Problem description => As the answer, give every line of the records that includes the word "impl".

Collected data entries
*****

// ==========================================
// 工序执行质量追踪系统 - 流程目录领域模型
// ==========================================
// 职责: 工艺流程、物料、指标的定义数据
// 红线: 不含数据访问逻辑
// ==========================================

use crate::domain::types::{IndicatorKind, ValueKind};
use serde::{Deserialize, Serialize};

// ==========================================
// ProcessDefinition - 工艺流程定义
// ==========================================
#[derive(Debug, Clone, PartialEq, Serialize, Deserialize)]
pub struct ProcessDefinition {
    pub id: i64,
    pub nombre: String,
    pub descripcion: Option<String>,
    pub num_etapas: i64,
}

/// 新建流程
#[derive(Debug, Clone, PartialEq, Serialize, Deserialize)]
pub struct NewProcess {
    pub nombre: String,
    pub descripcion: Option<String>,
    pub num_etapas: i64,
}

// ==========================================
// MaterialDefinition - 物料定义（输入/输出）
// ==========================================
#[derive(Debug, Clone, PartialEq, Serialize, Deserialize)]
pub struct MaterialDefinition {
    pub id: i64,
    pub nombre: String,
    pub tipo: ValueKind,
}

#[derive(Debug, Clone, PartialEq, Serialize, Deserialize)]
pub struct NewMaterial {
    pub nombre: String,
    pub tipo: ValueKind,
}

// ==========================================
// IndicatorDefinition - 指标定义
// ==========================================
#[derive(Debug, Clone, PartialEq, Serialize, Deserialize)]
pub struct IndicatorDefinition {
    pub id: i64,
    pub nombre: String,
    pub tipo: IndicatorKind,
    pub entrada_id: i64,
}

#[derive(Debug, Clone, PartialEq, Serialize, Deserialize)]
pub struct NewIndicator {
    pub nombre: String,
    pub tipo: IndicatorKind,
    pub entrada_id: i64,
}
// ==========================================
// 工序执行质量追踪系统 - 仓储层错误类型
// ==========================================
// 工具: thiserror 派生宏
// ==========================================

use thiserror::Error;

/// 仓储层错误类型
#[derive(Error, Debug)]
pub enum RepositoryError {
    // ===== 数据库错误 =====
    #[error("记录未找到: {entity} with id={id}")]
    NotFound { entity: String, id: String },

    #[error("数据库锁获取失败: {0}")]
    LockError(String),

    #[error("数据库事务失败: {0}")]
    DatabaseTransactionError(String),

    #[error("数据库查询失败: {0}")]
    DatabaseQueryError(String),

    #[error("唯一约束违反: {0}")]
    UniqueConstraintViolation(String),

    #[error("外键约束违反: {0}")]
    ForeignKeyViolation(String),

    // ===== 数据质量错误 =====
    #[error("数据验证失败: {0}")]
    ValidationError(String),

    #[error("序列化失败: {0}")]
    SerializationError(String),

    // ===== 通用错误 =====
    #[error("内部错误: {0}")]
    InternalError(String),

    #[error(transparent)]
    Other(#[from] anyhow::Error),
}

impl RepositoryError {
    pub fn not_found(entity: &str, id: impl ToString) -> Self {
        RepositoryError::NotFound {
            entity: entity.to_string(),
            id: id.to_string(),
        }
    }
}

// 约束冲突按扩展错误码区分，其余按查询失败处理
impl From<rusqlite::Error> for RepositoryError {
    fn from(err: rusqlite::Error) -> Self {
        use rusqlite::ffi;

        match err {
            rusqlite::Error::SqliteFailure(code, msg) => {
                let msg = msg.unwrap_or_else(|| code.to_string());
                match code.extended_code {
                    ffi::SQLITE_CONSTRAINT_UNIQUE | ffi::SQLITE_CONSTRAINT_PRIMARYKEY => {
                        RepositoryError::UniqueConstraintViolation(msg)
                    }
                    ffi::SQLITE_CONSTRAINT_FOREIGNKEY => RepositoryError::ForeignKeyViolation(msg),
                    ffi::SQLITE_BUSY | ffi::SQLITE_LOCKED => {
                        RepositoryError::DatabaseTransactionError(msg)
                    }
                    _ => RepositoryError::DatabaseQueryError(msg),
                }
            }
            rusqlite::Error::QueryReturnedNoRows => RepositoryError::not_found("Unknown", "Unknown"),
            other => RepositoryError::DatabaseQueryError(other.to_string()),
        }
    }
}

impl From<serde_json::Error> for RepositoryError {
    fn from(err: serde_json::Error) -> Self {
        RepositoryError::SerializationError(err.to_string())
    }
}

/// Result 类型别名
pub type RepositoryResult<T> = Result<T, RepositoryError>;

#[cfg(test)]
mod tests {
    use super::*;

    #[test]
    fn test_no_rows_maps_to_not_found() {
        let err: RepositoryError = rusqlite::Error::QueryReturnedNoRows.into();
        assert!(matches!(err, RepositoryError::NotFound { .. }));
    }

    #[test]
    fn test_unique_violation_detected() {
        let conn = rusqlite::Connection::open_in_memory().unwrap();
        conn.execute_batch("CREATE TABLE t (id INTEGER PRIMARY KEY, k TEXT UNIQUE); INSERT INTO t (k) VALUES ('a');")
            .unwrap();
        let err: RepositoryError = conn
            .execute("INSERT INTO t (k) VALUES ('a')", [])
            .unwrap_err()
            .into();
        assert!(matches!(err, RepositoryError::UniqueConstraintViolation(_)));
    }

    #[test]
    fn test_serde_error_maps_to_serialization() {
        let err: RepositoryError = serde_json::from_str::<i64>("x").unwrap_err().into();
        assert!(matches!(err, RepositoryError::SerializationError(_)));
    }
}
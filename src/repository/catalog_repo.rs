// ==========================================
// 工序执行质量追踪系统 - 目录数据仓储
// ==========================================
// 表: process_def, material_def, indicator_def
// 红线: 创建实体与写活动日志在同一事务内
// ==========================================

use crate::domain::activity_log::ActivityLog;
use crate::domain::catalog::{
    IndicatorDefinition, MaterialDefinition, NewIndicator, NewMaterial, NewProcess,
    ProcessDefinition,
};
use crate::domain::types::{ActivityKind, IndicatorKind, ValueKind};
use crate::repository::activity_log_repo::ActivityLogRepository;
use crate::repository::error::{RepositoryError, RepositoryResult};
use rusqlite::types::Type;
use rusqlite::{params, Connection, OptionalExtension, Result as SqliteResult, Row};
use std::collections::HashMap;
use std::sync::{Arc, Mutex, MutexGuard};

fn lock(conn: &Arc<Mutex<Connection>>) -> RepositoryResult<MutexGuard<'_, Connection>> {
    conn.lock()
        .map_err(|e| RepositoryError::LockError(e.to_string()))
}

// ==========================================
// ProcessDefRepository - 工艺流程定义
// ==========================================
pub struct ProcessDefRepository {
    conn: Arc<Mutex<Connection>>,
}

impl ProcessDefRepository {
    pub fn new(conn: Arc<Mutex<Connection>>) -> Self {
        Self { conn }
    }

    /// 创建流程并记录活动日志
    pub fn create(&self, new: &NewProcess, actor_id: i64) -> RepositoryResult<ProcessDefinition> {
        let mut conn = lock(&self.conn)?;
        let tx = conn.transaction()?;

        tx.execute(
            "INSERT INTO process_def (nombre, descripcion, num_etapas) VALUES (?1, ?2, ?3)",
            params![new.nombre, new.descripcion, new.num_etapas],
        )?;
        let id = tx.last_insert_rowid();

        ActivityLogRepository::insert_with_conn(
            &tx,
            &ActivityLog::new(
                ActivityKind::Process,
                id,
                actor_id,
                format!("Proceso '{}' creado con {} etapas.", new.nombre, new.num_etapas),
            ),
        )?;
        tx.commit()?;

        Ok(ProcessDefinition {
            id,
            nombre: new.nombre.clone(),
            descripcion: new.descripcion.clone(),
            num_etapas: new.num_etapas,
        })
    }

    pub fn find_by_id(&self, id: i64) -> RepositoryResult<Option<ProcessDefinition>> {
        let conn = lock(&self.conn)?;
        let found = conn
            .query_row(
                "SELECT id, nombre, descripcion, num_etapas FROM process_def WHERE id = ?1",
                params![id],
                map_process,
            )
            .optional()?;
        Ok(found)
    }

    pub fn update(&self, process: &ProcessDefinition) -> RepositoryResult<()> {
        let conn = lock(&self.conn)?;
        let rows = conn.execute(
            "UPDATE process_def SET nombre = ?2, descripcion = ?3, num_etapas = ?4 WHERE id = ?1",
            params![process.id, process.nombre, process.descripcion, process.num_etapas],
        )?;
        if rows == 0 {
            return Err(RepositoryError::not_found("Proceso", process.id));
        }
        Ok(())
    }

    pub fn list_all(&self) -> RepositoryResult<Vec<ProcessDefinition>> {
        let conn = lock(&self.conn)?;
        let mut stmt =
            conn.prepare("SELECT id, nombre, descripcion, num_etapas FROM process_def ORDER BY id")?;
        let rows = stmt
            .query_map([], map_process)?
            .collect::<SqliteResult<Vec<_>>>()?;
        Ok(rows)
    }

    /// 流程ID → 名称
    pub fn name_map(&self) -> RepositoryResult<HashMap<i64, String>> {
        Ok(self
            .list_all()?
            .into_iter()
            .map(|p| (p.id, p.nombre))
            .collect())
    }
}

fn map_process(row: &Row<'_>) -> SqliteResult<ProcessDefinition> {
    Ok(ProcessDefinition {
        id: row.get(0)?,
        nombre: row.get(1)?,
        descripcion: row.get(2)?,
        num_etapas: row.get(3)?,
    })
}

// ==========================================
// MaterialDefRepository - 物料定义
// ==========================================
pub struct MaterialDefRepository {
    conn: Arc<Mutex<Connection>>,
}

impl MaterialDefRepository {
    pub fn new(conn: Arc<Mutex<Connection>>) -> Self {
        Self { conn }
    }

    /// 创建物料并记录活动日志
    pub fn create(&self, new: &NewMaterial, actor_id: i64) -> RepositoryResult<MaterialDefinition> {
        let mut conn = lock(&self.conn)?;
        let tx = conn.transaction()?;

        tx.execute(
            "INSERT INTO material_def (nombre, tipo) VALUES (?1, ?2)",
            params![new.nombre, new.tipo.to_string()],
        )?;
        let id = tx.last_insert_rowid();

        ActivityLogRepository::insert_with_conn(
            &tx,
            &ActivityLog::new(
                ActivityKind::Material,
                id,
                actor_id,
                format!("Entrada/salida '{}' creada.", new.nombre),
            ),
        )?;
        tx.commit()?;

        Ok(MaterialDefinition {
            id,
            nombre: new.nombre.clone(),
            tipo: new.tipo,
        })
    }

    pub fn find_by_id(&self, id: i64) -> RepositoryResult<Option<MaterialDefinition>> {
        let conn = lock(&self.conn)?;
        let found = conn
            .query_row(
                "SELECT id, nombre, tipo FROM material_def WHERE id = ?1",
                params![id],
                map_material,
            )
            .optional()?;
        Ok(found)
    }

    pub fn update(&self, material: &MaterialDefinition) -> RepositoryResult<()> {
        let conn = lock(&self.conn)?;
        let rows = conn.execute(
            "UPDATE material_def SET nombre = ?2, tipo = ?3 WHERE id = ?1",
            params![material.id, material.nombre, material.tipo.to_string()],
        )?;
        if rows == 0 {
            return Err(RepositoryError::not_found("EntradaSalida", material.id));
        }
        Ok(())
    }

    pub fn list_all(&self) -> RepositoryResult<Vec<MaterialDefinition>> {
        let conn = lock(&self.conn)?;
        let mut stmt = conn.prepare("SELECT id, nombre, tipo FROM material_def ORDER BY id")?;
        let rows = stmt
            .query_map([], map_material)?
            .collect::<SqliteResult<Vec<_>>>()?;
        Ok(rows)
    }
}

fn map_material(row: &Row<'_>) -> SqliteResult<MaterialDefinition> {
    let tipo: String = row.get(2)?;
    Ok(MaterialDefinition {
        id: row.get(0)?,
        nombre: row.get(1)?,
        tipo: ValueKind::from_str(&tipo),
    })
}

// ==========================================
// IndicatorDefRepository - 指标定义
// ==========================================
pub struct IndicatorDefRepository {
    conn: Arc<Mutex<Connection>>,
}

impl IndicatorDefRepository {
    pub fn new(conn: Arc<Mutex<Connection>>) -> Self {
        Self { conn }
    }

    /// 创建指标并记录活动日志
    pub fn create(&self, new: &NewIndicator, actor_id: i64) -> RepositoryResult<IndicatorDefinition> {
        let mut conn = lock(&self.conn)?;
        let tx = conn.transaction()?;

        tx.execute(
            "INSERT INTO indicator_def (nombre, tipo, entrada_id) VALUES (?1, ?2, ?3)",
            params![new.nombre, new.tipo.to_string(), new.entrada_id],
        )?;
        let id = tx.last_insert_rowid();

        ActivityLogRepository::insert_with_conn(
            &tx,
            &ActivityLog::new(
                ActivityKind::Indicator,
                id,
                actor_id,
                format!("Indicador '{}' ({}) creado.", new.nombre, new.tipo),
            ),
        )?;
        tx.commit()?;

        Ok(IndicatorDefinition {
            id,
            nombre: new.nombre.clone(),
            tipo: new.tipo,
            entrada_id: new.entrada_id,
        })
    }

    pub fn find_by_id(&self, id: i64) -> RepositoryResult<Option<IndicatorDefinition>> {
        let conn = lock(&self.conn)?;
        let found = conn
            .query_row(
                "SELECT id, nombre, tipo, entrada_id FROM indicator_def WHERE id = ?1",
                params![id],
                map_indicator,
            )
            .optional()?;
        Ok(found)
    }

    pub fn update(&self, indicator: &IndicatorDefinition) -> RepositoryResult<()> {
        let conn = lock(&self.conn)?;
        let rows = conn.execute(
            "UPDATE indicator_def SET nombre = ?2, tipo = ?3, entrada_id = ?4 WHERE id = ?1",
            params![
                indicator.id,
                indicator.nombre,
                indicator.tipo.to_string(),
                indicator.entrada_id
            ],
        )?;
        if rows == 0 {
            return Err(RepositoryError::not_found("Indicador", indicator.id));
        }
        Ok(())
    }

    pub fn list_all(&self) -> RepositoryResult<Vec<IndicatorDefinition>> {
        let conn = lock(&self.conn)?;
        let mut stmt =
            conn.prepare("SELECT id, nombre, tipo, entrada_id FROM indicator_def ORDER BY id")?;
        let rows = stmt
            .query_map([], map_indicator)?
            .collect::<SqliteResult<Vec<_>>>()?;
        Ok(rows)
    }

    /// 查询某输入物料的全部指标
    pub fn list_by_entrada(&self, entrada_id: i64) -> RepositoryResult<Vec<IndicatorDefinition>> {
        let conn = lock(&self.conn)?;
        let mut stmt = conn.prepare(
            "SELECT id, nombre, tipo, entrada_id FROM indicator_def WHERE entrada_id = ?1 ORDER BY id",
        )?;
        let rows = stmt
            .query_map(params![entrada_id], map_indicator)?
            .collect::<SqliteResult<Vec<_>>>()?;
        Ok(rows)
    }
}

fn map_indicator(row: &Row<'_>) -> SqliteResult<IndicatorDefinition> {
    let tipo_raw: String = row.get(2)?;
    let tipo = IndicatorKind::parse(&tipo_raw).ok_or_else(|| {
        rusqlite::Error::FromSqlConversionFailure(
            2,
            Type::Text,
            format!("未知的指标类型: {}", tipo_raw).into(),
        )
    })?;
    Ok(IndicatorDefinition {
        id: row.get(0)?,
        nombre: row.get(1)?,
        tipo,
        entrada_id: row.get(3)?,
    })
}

*****

Task answer =>
impl RepositoryError {
    pub fn not_found(entity: &str, id: impl ToString) -> Self {
impl From<rusqlite::Error> for RepositoryError {
impl From<serde_json::Error> for RepositoryError {
impl ProcessDefRepository {
impl MaterialDefRepository {
impl IndicatorDefRepository {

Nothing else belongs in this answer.